- _What to do_
Take each line of the records below that contains the string "PurchaseIntent" and copy it.

- _Recorded information_
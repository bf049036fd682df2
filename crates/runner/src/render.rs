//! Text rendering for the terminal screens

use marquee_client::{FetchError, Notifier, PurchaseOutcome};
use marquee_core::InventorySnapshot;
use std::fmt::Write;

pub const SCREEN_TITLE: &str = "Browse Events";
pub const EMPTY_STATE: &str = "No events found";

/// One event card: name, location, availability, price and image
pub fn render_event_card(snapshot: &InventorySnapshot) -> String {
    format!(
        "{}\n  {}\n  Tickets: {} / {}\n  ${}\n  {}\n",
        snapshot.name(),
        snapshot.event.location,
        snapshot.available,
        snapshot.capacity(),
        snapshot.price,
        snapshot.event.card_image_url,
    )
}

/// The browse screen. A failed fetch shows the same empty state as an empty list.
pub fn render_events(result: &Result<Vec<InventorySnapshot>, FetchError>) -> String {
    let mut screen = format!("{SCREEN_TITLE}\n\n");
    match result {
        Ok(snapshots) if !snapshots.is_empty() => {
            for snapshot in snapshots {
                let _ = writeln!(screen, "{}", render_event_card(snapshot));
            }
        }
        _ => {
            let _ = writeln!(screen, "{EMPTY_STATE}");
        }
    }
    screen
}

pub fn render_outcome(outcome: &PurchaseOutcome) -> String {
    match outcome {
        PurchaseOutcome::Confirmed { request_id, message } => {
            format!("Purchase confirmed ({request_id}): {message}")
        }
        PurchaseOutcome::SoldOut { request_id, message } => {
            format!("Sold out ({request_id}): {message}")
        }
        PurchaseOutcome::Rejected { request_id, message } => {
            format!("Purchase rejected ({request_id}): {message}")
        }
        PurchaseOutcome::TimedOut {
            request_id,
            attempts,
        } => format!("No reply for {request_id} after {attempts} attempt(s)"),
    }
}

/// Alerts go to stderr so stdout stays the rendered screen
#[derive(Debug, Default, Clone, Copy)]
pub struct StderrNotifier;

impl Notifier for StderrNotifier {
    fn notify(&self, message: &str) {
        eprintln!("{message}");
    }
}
...
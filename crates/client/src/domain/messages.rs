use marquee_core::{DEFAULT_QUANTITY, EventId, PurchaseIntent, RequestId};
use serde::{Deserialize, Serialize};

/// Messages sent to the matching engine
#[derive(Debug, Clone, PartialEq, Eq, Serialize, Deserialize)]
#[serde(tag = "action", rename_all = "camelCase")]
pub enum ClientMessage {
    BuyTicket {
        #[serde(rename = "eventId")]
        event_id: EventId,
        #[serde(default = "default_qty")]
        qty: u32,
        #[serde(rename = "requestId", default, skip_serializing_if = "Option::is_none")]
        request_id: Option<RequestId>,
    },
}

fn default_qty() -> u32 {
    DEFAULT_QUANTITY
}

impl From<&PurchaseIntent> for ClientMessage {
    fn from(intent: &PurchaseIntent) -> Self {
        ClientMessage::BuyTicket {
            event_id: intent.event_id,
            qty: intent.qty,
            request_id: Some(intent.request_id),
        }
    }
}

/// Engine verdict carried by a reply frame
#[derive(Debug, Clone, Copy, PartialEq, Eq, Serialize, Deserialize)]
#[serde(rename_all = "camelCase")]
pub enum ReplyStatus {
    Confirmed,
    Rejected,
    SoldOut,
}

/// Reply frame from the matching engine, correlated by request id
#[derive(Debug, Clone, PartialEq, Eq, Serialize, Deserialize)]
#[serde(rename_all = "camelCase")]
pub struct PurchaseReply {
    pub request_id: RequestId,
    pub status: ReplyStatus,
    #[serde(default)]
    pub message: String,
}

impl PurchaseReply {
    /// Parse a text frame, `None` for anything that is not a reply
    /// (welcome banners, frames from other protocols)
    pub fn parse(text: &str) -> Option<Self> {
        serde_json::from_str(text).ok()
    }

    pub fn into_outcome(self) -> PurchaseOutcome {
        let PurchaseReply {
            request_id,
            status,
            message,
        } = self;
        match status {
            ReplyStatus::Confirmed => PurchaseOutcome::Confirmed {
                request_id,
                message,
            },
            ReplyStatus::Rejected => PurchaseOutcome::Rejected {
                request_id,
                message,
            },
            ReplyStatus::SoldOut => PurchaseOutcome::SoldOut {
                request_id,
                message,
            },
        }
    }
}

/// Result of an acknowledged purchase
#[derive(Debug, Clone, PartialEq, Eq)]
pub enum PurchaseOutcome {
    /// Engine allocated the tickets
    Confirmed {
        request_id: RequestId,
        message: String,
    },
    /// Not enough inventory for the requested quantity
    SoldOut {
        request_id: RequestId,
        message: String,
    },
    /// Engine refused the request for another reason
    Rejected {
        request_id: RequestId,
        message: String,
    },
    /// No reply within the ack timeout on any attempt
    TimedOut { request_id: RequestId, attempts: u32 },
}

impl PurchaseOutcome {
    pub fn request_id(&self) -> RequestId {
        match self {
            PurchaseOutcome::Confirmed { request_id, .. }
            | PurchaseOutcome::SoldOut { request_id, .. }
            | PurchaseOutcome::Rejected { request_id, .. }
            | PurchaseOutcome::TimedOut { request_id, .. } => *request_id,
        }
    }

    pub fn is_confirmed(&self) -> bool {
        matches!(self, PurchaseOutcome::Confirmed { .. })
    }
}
--
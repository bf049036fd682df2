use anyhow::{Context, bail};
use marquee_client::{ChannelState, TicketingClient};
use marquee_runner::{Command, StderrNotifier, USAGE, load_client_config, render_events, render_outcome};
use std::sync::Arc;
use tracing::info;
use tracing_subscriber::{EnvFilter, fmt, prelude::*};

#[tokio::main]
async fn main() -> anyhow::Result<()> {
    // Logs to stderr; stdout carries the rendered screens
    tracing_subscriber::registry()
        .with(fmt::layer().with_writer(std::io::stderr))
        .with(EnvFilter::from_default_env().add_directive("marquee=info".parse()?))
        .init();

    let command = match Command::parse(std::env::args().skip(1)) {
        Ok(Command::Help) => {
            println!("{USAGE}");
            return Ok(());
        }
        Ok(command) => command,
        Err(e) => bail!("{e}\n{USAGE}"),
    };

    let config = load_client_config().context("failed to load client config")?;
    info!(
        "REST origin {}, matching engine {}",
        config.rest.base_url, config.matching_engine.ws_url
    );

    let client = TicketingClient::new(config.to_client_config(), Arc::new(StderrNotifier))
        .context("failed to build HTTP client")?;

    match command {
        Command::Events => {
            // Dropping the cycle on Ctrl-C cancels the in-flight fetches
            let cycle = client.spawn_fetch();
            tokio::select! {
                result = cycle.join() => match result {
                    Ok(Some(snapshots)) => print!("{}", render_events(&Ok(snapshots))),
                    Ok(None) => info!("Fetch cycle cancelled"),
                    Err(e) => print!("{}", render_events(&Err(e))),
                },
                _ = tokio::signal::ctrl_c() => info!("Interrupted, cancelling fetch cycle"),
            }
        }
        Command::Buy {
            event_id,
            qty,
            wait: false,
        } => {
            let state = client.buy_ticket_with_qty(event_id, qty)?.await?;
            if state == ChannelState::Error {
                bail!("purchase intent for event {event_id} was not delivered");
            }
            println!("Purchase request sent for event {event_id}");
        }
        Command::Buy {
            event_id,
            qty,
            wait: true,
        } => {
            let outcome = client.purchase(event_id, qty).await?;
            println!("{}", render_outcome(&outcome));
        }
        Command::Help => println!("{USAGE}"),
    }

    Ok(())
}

- _Solution to this problem_
use marquee_core::{DEFAULT_QUANTITY, EventId, PurchaseIntent, RequestId};
impl From<&PurchaseIntent> for ClientMessage {
    fn from(intent: &PurchaseIntent) -> Self {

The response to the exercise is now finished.